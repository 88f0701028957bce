use serde::{Deserialize, Serialize};
use std::time::Duration;

/// Sizing shared by the read and write pools
#[derive(Debug, Clone, Deserialize, Serialize)]
pub struct PoolConfig {
    /// Connections created by prewarm and kept through idle sweeps (default: 2)
    #[serde(default = "default_min_connections")]
    pub min_connections: usize,

    /// Hard upper bound per pool (default: 10)
    #[serde(default = "default_max_connections")]
    pub max_connections: usize,

    /// Idle time after which a connection may be closed, in seconds (default: 300)
    #[serde(default = "default_idle_timeout")]
    pub idle_timeout_seconds: u64,

    /// How long callers wait for a connection, in milliseconds (default: 5000)
    #[serde(default = "default_acquire_timeout")]
    pub acquire_timeout_ms: u64,
}

impl PoolConfig {
    pub fn idle_timeout(&self) -> Duration {
        Duration::from_secs(self.idle_timeout_seconds)
    }

    pub fn acquire_timeout(&self) -> Duration {
        Duration::from_millis(self.acquire_timeout_ms)
    }
}

impl Default for PoolConfig {
    fn default() -> Self {
        Self {
            min_connections: default_min_connections(),
            max_connections: default_max_connections(),
            idle_timeout_seconds: default_idle_timeout(),
            acquire_timeout_ms: default_acquire_timeout(),
        }
    }
}

fn default_min_connections() -> usize {
    2
}

fn default_max_connections() -> usize {
    10
}

fn default_idle_timeout() -> u64 {
    300
}

fn default_acquire_timeout() -> u64 {
    5000
}
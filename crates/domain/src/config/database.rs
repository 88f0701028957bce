use serde::{Deserialize, Serialize};

/// Backend connection targets for the two pools
#[derive(Debug, Clone, Deserialize, Serialize)]
pub struct DatabaseConfig {
    /// URL the write pool connects to (default: "sqlite://./quire.db")
    #[serde(default = "default_write_url")]
    pub write_url: String,

    /// URL the read pool connects to. Falls back to `write_url` opened read-only.
    #[serde(default)]
    pub read_url: Option<String>,
}

impl DatabaseConfig {
    pub fn effective_read_url(&self) -> &str {
        self.read_url.as_deref().unwrap_or(&self.write_url)
    }
}

impl Default for DatabaseConfig {
    fn default() -> Self {
        Self {
            write_url: default_write_url(),
            read_url: None,
        }
    }
}

fn default_write_url() -> String {
    "sqlite://./quire.db".to_string()
}
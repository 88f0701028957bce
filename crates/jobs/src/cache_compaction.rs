use quire_application::ports::CacheSweeper;
use std::sync::Arc;
use std::time::Duration;
use tokio::task::JoinHandle;
use tokio_util::sync::CancellationToken;
use tracing::{debug, info};

/// Periodically drops expired entries from the in-process cache tier so
/// they stop holding capacity before anyone reads them again.
pub struct CacheCompactionJob {
    cache: Arc<dyn CacheSweeper>,
    interval_secs: u64,
    shutdown: CancellationToken,
}

impl CacheCompactionJob {
    pub fn new(cache: Arc<dyn CacheSweeper>) -> Self {
        Self {
            cache,
            interval_secs: 120,
            shutdown: CancellationToken::new(),
        }
    }

    pub fn with_interval(mut self, interval_secs: u64) -> Self {
        self.interval_secs = interval_secs;
        self
    }

    pub fn with_cancellation(mut self, token: CancellationToken) -> Self {
        self.shutdown = token;
        self
    }

    pub async fn start(self: Arc<Self>) -> JoinHandle<()> {
        info!(
            interval_secs = self.interval_secs,
            "Starting cache compaction job"
        );

        tokio::spawn(async move {
            let mut interval = tokio::time::interval(Duration::from_secs(self.interval_secs));
            loop {
                tokio::select! {
                    _ = self.shutdown.cancelled() => {
                        info!("CacheCompactionJob: shutting down");
                        break;
                    }
                    _ = interval.tick() => {
                        let removed = self.cache.sweep_expired();
                        debug!(removed, "Cache compaction completed");
                    }
                }
            }
        })
    }
}
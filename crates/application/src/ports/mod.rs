pub mod cache_backend;
pub mod connection_factory;
pub mod lag_checker;
pub mod maintenance;
pub mod rate_limit_store;

pub use cache_backend::{CacheBackend, SharedCacheHit};
pub use connection_factory::ConnectionFactory;
pub use lag_checker::LagChecker;
pub use maintenance::{
    CacheSweeper, ConnectionReclaimer, LagRefreshSummary, RateLimitSweeper, ReplicaMonitor,
};
pub use rate_limit_store::{RateLimitStore, WindowOutcome};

- - - -

• TASK TO COMPLETE
The whole of the material above should be written out again, exactly.

• TASK OUTPUT
repository 88f0701028957bce
use serde::{Deserialize, Serialize};
use std::time::Duration;

/// Sizing shared by the read and write pools
#[derive(Debug, Clone, Deserialize, Serialize)]
pub struct PoolConfig {
    /// Connections created by prewarm and kept through idle sweeps (default: 2)
    #[serde(default = "default_min_connections")]
    pub min_connections: usize,

    /// Hard upper bound per pool (default: 10)
    #[serde(default = "default_max_connections")]
    pub max_connections: usize,

    /// Idle time after which a connection may be closed, in seconds (default: 300)
    #[serde(default = "default_idle_timeout")]
    pub idle_timeout_seconds: u64,

    /// How long callers wait for a connection, in milliseconds (default: 5000)
    #[serde(default = "default_acquire_timeout")]
    pub acquire_timeout_ms: u64,
}

impl PoolConfig {
    pub fn idle_timeout(&self) -> Duration {
        Duration::from_secs(self.idle_timeout_seconds)
    }

    pub fn acquire_timeout(&self) -> Duration {
        Duration::from_millis(self.acquire_timeout_ms)
    }
}

impl Default for PoolConfig {
    fn default() -> Self {
        Self {
            min_connections: default_min_connections(),
            max_connections: default_max_connections(),
            idle_timeout_seconds: default_idle_timeout(),
            acquire_timeout_ms: default_acquire_timeout(),
        }
    }
}

fn default_min_connections() -> usize {
    2
}

fn default_max_connections() -> usize {
    10
}

fn default_idle_timeout() -> u64 {
    300
}

fn default_acquire_timeout() -> u64 {
    5000
}
filename crates/domain/src/config/database.rs
repository 88f0701028957bce
use serde::{Deserialize, Serialize};

/// Backend connection targets for the two pools
#[derive(Debug, Clone, Deserialize, Serialize)]
pub struct DatabaseConfig {
    /// URL the write pool connects to (default: "sqlite://./quire.db")
    #[serde(default = "default_write_url")]
    pub write_url: String,

    /// URL the read pool connects to. Falls back to `write_url` opened read-only.
    #[serde(default)]
    pub read_url: Option<String>,
}

impl DatabaseConfig {
    pub fn effective_read_url(&self) -> &str {
        self.read_url.as_deref().unwrap_or(&self.write_url)
    }
}

impl Default for DatabaseConfig {
    fn default() -> Self {
        Self {
            write_url: default_write_url(),
            read_url: None,
        }
    }
}

fn default_write_url() -> String {
    "sqlite://./quire.db".to_string()
}
repository 88f0701028957bce
filename crates/jobs/src/cache_compaction.rs
use quire_application::ports::CacheSweeper;
use std::sync::Arc;
use std::time::Duration;
use tokio::task::JoinHandle;
use tokio_util::sync::CancellationToken;
use tracing::{debug, info};

/// Periodically drops expired entries from the in-process cache tier so
/// they stop holding capacity before anyone reads them again.
pub struct CacheCompactionJob {
    cache: Arc<dyn CacheSweeper>,
    interval_secs: u64,
    shutdown: CancellationToken,
}

impl CacheCompactionJob {
    pub fn new(cache: Arc<dyn CacheSweeper>) -> Self {
        Self {
            cache,
            interval_secs: 120,
            shutdown: CancellationToken::new(),
        }
    }

    pub fn with_interval(mut self, interval_secs: u64) -> Self {
        self.interval_secs = interval_secs;
        self
    }

    pub fn with_cancellation(mut self, token: CancellationToken) -> Self {
        self.shutdown = token;
        self
    }

    pub async fn start(self: Arc<Self>) -> JoinHandle<()> {
        info!(
            interval_secs = self.interval_secs,
            "Starting cache compaction job"
        );

        tokio::spawn(async move {
            let mut interval = tokio::time::interval(Duration::from_secs(self.interval_secs));
            loop {
                tokio::select! {
                    _ = self.shutdown.cancelled() => {
                        info!("CacheCompactionJob: shutting down");
                        break;
                    }
                    _ = interval.tick() => {
                        let removed = self.cache.sweep_expired();
                        debug!(removed, "Cache compaction completed");
                    }
                }
            }
        })
    }
}
filename crates/application/src/ports/mod.rs
pub mod cache_backend;
pub mod connection_factory;
pub mod lag_checker;
pub mod maintenance;
pub mod rate_limit_store;

pub use cache_backend::{CacheBackend, SharedCacheHit};
pub use connection_factory::ConnectionFactory;
pub use lag_checker::LagChecker;
pub use maintenance::{
    CacheSweeper, ConnectionReclaimer, LagRefreshSummary, RateLimitSweeper, ReplicaMonitor,
};
pub use rate_limit_store::{RateLimitStore, WindowOutcome};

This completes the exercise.